L'intimidation des alliés par le président américain Donald Trump est inutile à un moment où Washington et Bruxelles devraient travailler ensemble. Les politiques de Pékin d'abord sur la Chine exigent une réponse européenne ferme et fondée sur des principes. Comme l'a observé Kevin Rudd, l'ancien Premier ministre australien, les États-Unis et la Chine ont également été diminués par la pandémie. Dans un monde interdépendant, les États-Unis ont besoin d'alliés et la Chine a besoin de marchés. L'Allemagne, comme le Royaume-Uni, n'est rien d'autre qu'une puissance moyenne. Mais l'Europe a un réel effet de levier, si elle est unie.

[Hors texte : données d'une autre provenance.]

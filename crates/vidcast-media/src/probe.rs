// crates/vidcast-media/src/probe.rs
//
// In-process FFmpeg probing: stream layout, frame rate, size, duration, codec
// and one preview frame.
//
// `probe` never fails. A missing, empty or unreadable file yields
// `MediaDescriptor::default()` (video_stream_index == -1). Every libav context
// opened here is owned by a local and released on all return paths.
//
// Cost: when the container carries no positive stream duration (raw .h264 /
// .h265 elementary streams, some .ts captures) the duration is derived by
// reading every packet of the file. That is O(file size) and can block for
// seconds, so callers must run `probe` off any latency-sensitive thread.

use std::path::Path;

use anyhow::{anyhow, Context as _, Result};
use tracing::{debug, info, warn};

use ffmpeg_the_third as ffmpeg;
use ffmpeg::format::context::Input;
use ffmpeg::util::frame::video::Video as VideoFrame;

use vidcast_core::admission::{check_descriptor, check_extension};
use vidcast_core::{AdmitError, MediaDescriptor, RgbImage};

use crate::helpers::rgb::RgbConverter;
use crate::helpers::source::{find_video_stream, open_source, open_video_decoder};

/// The subset of a probe the push worker needs to pace and time-stamp packets.
#[derive(Clone, Copy, Debug, PartialEq)]
pub struct StreamTiming {
    pub index:      usize,
    pub frame_rate: f64,
    pub duration:   f64,
}

/// Probe `path`. Returns the default (unusable) descriptor on any failure.
pub fn probe(path: &Path) -> MediaDescriptor {
    match read_descriptor(path, true) {
        Ok(desc) => {
            info!(
                path = %path.display(),
                duration = desc.duration_seconds,
                fps = desc.frame_rate,
                width = desc.width,
                height = desc.height,
                codec = %desc.codec_kind,
                "probed",
            );
            desc
        }
        Err(e) => {
            debug!(path = %path.display(), "probe failed: {e:#}");
            MediaDescriptor::default()
        }
    }
}

/// Same stream selection and duration logic as `probe`, without decoding a
/// preview frame. `None` means the file has no usable video stream.
pub fn probe_timing(path: &Path) -> Option<StreamTiming> {
    match read_descriptor(path, false) {
        Ok(desc) => Some(StreamTiming {
            index:      desc.video_stream()?,
            frame_rate: desc.frame_rate,
            duration:   desc.duration_seconds,
        }),
        Err(e) => {
            debug!(path = %path.display(), "timing probe failed: {e:#}");
            None
        }
    }
}

/// Decide whether `path` may be pushed. The extension is checked before the
/// file is opened; only then is it probed and the codec gated.
pub fn admit(path: &Path) -> Result<MediaDescriptor, AdmitError> {
    let verdict = check_extension(path).and_then(|()| {
        let desc = probe(path);
        check_descriptor(path, &desc).map(|()| desc)
    });
    match &verdict {
        Ok(desc) => info!(path = %path.display(), codec = %desc.codec_kind, "admitted"),
        Err(e)   => warn!(path = %path.display(), "refused: {e}"),
    }
    verdict
}

fn read_descriptor(path: &Path, with_preview: bool) -> Result<MediaDescriptor> {
    let meta = std::fs::metadata(path).context("stat")?;
    if !meta.is_file() {
        return Err(anyhow!("not a regular file"));
    }

    let mut ictx = open_source(path)?;
    let stream_count = ictx.nb_streams();

    let info = find_video_stream(&ictx).ok_or_else(|| anyhow!("no video stream"))?;

    let mut scanned = false;
    let duration_seconds = match info.duration {
        Some(d) => d,
        None => {
            warn!(path = %path.display(), "no stream duration, counting packets");
            let packets = count_packets(&mut ictx, info.index);
            scanned = true;
            if info.frame_rate > 0.0 { packets as f64 / info.frame_rate } else { 0.0 }
        }
    };

    let preview_frame = if with_preview {
        // The packet scan left the demuxer at EOF; start over from a fresh open.
        if scanned {
            ictx = open_source(path)?;
        }
        match decode_preview(&mut ictx, info.index) {
            Ok(frame) => frame,
            Err(e) => {
                debug!(path = %path.display(), "preview decode failed: {e:#}");
                None
            }
        }
    } else {
        None
    };

    Ok(MediaDescriptor {
        source_path:        path.to_path_buf(),
        byte_size:          meta.len(),
        stream_count,
        video_stream_index: info.index as i32,
        frame_rate:         info.frame_rate,
        width:              info.width,
        height:             info.height,
        duration_seconds,
        codec_kind:         info.codec,
        preview_frame,
    })
}

fn count_packets(ictx: &mut Input, index: usize) -> u64 {
    ictx.packets()
        .flatten()
        .filter(|(stream, _)| stream.index() == index)
        .count() as u64
}

/// Decode the first key frame of stream `index` to RGB. The rest of the file
/// is left unread.
fn decode_preview(ictx: &mut Input, index: usize) -> Result<Option<RgbImage>> {
    let mut decoder   = open_video_decoder(ictx, index)?;
    let mut converter = RgbConverter::new();
    let mut decoded   = VideoFrame::empty();
    let mut keyed     = false;

    for (stream, packet) in ictx.packets().flatten() {
        if stream.index() != index { continue; }
        if !keyed && !packet.is_key() { continue; }
        keyed = true;
        if decoder.send_packet(&packet).is_err() { continue; }
        if decoder.receive_frame(&mut decoded).is_ok() {
            return Ok(Some(converter.convert(&decoded)?));
        }
    }

    // Decoders with a reorder delay can hold the key frame until flushed.
    if keyed && decoder.send_eof().is_ok() && decoder.receive_frame(&mut decoded).is_ok() {
        return Ok(Some(converter.convert(&decoded)?));
    }
    Ok(None)
}

#[cfg(test)]
mod tests {
    use super::*;
    use std::io::Write;

    #[test]
    fn missing_file_gives_default() {
        let dir = tempfile::tempdir().unwrap();
        let desc = probe(&dir.path().join("absent.mp4"));
        assert_eq!(desc, MediaDescriptor::default());
        assert_eq!(desc.video_stream_index, -1);
    }

    #[test]
    fn zero_byte_file_gives_default() {
        let file = tempfile::Builder::new().suffix(".ts").tempfile().unwrap();
        let desc = probe(file.path());
        assert_eq!(desc, MediaDescriptor::default());
        assert!(desc.preview_frame.is_none());
    }

    #[test]
    fn garbage_file_gives_default() {
        let mut file = tempfile::Builder::new().suffix(".mp4").tempfile().unwrap();
        file.write_all(&[0x13u8; 4096]).unwrap();
        file.flush().unwrap();
        assert_eq!(probe(file.path()).video_stream_index, -1);
        assert!(probe_timing(file.path()).is_none());
    }

    #[test]
    fn encoded_clip_is_usable() {
        use crate::test_clip::{write_clip, FPS, HEIGHT, WIDTH};

        let dir  = tempfile::tempdir().unwrap();
        let path = dir.path().join("clip.mp4");
        write_clip(&path, 10).unwrap();

        let desc = probe(&path);
        assert_eq!(desc.video_stream_index, 0);
        assert_eq!(desc.stream_count, 1);
        assert!((desc.frame_rate - f64::from(FPS)).abs() < 0.01, "fps {}", desc.frame_rate);
        assert_eq!((desc.width, desc.height), (WIDTH, HEIGHT));
        assert!(desc.duration_seconds > 0.0);
        assert!(desc.byte_size > 0);

        let preview = desc.preview_frame.as_ref().expect("preview frame");
        assert_eq!((preview.width, preview.height), (WIDTH, HEIGHT));
        assert_eq!(preview.data.len(), (WIDTH * HEIGHT * 3) as usize);

        let timing = probe_timing(&path).unwrap();
        assert_eq!(timing.index, 0);
        assert_eq!(timing.frame_rate, desc.frame_rate);
    }

    #[test]
    fn unsupported_extension_refused_without_opening() {
        // The file does not exist: any open attempt would surface as a
        // missing-stream refusal instead of an extension refusal.
        let dir = tempfile::tempdir().unwrap();
        let err = admit(&dir.path().join("holiday.mov")).unwrap_err();
        assert_eq!(err, AdmitError::UnsupportedExtension("holiday.mov".into()));
    }

    #[test]
    fn unreadable_file_refused_as_no_video() {
        let file = tempfile::Builder::new().suffix(".ts").tempfile().unwrap();
        assert!(matches!(admit(file.path()), Err(AdmitError::NoVideoStream(_))));
    }

    #[test]
    fn directory_gives_default() {
        let dir = tempfile::tempdir().unwrap();
        assert_eq!(probe(dir.path()), MediaDescriptor::default());
    }
}
//! ISA JSON schema definitions for the ARC export.
//!
//! Only the parts of the document the converter reads are modelled.
//! Optional fields are explicit: an absent input list is `None`, absent
//! assignment lists are empty.

use super::value::{OntologyTerm, Value};
use crate::utils::config::RAW_DATA_FILE_TYPE;
use serde::Deserialize;

/// Top-level investigation document produced by `arc export`
#[derive(Debug, Clone, Deserialize)]
#[serde(rename_all = "camelCase")]
pub struct ArcDocument {
    #[serde(default)]
    pub title: Option<String>,

    #[serde(default)]
    pub description: Option<String>,

    #[serde(default)]
    pub people: Vec<Person>,

    #[serde(default)]
    pub studies: Vec<Study>,
}

/// Investigation contact
#[derive(Debug, Clone, Default, Deserialize)]
#[serde(rename_all = "camelCase")]
pub struct Person {
    #[serde(default)]
    pub first_name: String,

    #[serde(default)]
    pub last_name: String,
}

impl Person {
    /// Contributor cell as expected by GEO ("First,Last")
    pub fn contributor(&self) -> String {
        format!("{},{}", self.first_name, self.last_name)
    }
}

#[derive(Debug, Clone, Deserialize)]
pub struct Study {
    #[serde(default)]
    pub assays: Vec<Assay>,
}

#[derive(Debug, Clone, Deserialize)]
#[serde(rename_all = "camelCase")]
pub struct Assay {
    /// Process nodes in temporal order; the index is the topological order
    pub process_sequence: Vec<ProcessNode>,
}

/// One step of the experiment graph
#[derive(Debug, Clone, Default, Deserialize)]
#[serde(rename_all = "camelCase")]
pub struct ProcessNode {
    /// Positionally aligned with `outputs` when present
    #[serde(default)]
    pub inputs: Option<Vec<Material>>,

    pub outputs: Vec<Material>,

    #[serde(default)]
    pub parameter_values: Vec<ParameterValue>,
}

impl ProcessNode {
    /// Input consumed to produce the output at `output_idx`.
    ///
    /// Returns `None` when the node has no input list or the list is too
    /// short; a misaligned node never borrows another position's input.
    pub fn aligned_input(&self, output_idx: usize) -> Option<&Material> {
        self.inputs.as_ref()?.get(output_idx)
    }

    /// Whether input and output lists have different lengths
    pub fn is_misaligned(&self) -> bool {
        self.inputs
            .as_ref()
            .is_some_and(|inputs| inputs.len() != self.outputs.len())
    }
}

/// Named material flowing between process nodes
#[derive(Debug, Clone, Default, Deserialize)]
#[serde(rename_all = "camelCase")]
pub struct Material {
    /// Join key for graph edges
    pub name: String,

    #[serde(default, rename = "type")]
    pub material_type: Option<String>,

    #[serde(default)]
    pub factor_values: Vec<FactorValue>,

    /// Only read on inputs
    #[serde(default)]
    pub characteristics: Vec<Characteristic>,
}

impl Material {
    pub fn is_raw_data_file(&self) -> bool {
        self.material_type.as_deref() == Some(RAW_DATA_FILE_TYPE)
    }
}

/// Category-labelled value attached to a node or material
pub trait Assignment {
    fn category_name(&self) -> &str;
    fn value(&self) -> Option<&Value>;
}

#[derive(Debug, Clone, Deserialize)]
#[serde(rename_all = "camelCase")]
pub struct ProtocolParameter {
    pub parameter_name: OntologyTerm,
}

#[derive(Debug, Clone, Deserialize)]
pub struct ParameterValue {
    pub category: ProtocolParameter,

    #[serde(default)]
    pub value: Option<Value>,
}

impl Assignment for ParameterValue {
    fn category_name(&self) -> &str {
        &self.category.parameter_name.annotation_value
    }

    fn value(&self) -> Option<&Value> {
        self.value.as_ref()
    }
}

#[derive(Debug, Clone, Deserialize)]
#[serde(rename_all = "camelCase")]
pub struct Factor {
    pub factor_name: String,
}

#[derive(Debug, Clone, Deserialize)]
pub struct FactorValue {
    pub category: Factor,

    #[serde(default)]
    pub value: Option<Value>,
}

impl Assignment for FactorValue {
    fn category_name(&self) -> &str {
        &self.category.factor_name
    }

    fn value(&self) -> Option<&Value> {
        self.value.as_ref()
    }
}

#[derive(Debug, Clone, Deserialize)]
#[serde(rename_all = "camelCase")]
pub struct MaterialAttribute {
    pub characteristic_type: OntologyTerm,
}

#[derive(Debug, Clone, Deserialize)]
pub struct Characteristic {
    pub category: MaterialAttribute,

    #[serde(default)]
    pub value: Option<Value>,
}

impl Assignment for Characteristic {
    fn category_name(&self) -> &str {
        &self.category.characteristic_type.annotation_value
    }

    fn value(&self) -> Option<&Value> {
        self.value.as_ref()
    }
}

Merkel, considérant son héritage, ferait bien de se rappeler que c'est à Leipzig que des dizaines de milliers de ses compatriotes allemands de l'Est ont dévisagé des policiers lourdement armés et ont défilé pour la liberté en 1989. Il est peut-être temps de prendre le parti de ces manifestants. pour la liberté et la démocratie en Asie aujourd'hui.